Over the last year I have gone from an extreme high of moving away to live by myself at uni with full independence and being the happiest I have ever been . To then making a lot of bad life choices in which I put the partying life style above everything because I thought this would make me happy, what I didn't realise was that I was using this block out feelings that had built up in me over the past 10 years from the sadness and anger after nemourous different life events had dragged me down.

When I finally realised what I was doing to myself it felt like it was to late the toxins I had been putting in my body had broken me giving me curvier depression to the point where I felt like there was no light at the end of the tunnel . I had to stop what I was doing and that was hard enough in its self, I was failing my course and loosing the people closest to me . So I moved back home which was even harder having to admit defeat. I think what im trying to explain is I completely lost control of my life and have now realised that you can't just do what you want all the time because eventually it will break if you dont have rules and control, the fun will always come to a broken end. 
This then leads me to my work I seem to be creating different images now im a different person because the things I did have taken me to a place in my life where even though im now in control I will never be the person I was so I have changed as a person and a photographer.  

That brings me to my most recent project in this I think I have used my girlfriend as my main subject  because she is the biggest part of my life now and was in the steps I have taken to bring my life back to a controlled balance.  When lighting the images I wanted to show her with the bright light almost coming out of the dark background because that's where she has taken me, from being broken to on the path to being fixed keeping me in line in a way . 
Even though my idea with the bondage and the human form is also based on my wanting to explore new thing and to explore the human form as a whole because the difference in peoples bodies interest  me because there all so different  and amazing in their own way.
 
I have used the bondage to represent control not only in a sexual way that will be persuasive at first glance by the on looker  but to also show the new control I have had to adapt in my life now to get myself away from the darkness of the past year.

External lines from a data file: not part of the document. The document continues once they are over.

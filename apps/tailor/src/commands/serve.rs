//! `resume-tailor serve`: start the HTTP API.

use std::net::SocketAddr;

use anyhow::Result;
use tower_http::{cors::CorsLayer, trace::TraceLayer};
use tracing::info;

use crate::config::Config;
use crate::routes::build_router;
use crate::state::AppState;

pub async fn run(config: Config, port_override: Option<u16>) -> Result<()> {
    let port = port_override.unwrap_or(config.port);
    let state = AppState::new(&config);
    info!(
        backend = %config.backend,
        model = %config.model_name(),
        "LLM backend configured"
    );

    let app = build_router(state)
        .layer(TraceLayer::new_for_http())
        .layer(CorsLayer::permissive());

    let addr: SocketAddr = format!("0.0.0.0:{port}").parse()?;
    info!("Listening on {addr}");

    let listener = tokio::net::TcpListener::bind(addr).await?;
    axum::serve(listener, app).await?;

    Ok(())
}
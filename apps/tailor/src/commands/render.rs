//! `resume-tailor render`: render content to LaTeX without calling a model.

use std::path::{Path, PathBuf};

use anyhow::Result;
use tracing::info;

use crate::commands::write_output;
use crate::loader::load_content;
use crate::render::render_sections;

pub async fn run(content: &Path, output: Option<PathBuf>) -> Result<()> {
    let record = load_content(content).await?;
    if record.is_empty() {
        info!(path = %content.display(), "Content is empty; nothing to render");
    }
    write_output(output.as_deref(), &render_sections(&record)).await
}

#[cfg(test)]
mod tests {
    use super::*;

    #[tokio::test]
    async fn test_render_writes_sections() {
        let dir = tempfile::tempdir().unwrap();
        let content = dir.path().join("content.yaml");
        std::fs::write(
            &content,
            "skills:\n  - category: Languages\n    items: Rust, C++\n",
        )
        .unwrap();
        let output = dir.path().join("resume.tex");

        run(&content, Some(output.clone())).await.unwrap();

        let tex = std::fs::read_to_string(output).unwrap();
        assert!(tex.contains("\\cvskill{Languages}{Rust, C++}"));
        assert!(!tex.contains("\\cvsection{Summary}"));
    }

    #[tokio::test]
    async fn test_render_rejects_invalid_content() {
        let dir = tempfile::tempdir().unwrap();
        let content = dir.path().join("content.yaml");
        std::fs::write(&content, "experience: not-a-list\n").unwrap();
        assert!(run(&content, None).await.is_err());
    }
}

These also have some sexual relation to them but this isnt my main focus of the image. 
This is why im going to cut sections from the images and overlay them so that you have to look at the image in detail to see that there are hidden emotions behind my work. I think the mess abstract muddle of the final pieces also show my state of mind on a day to day basis and the way that I have to control my thoughts and feeling that are still hard to control with my depression.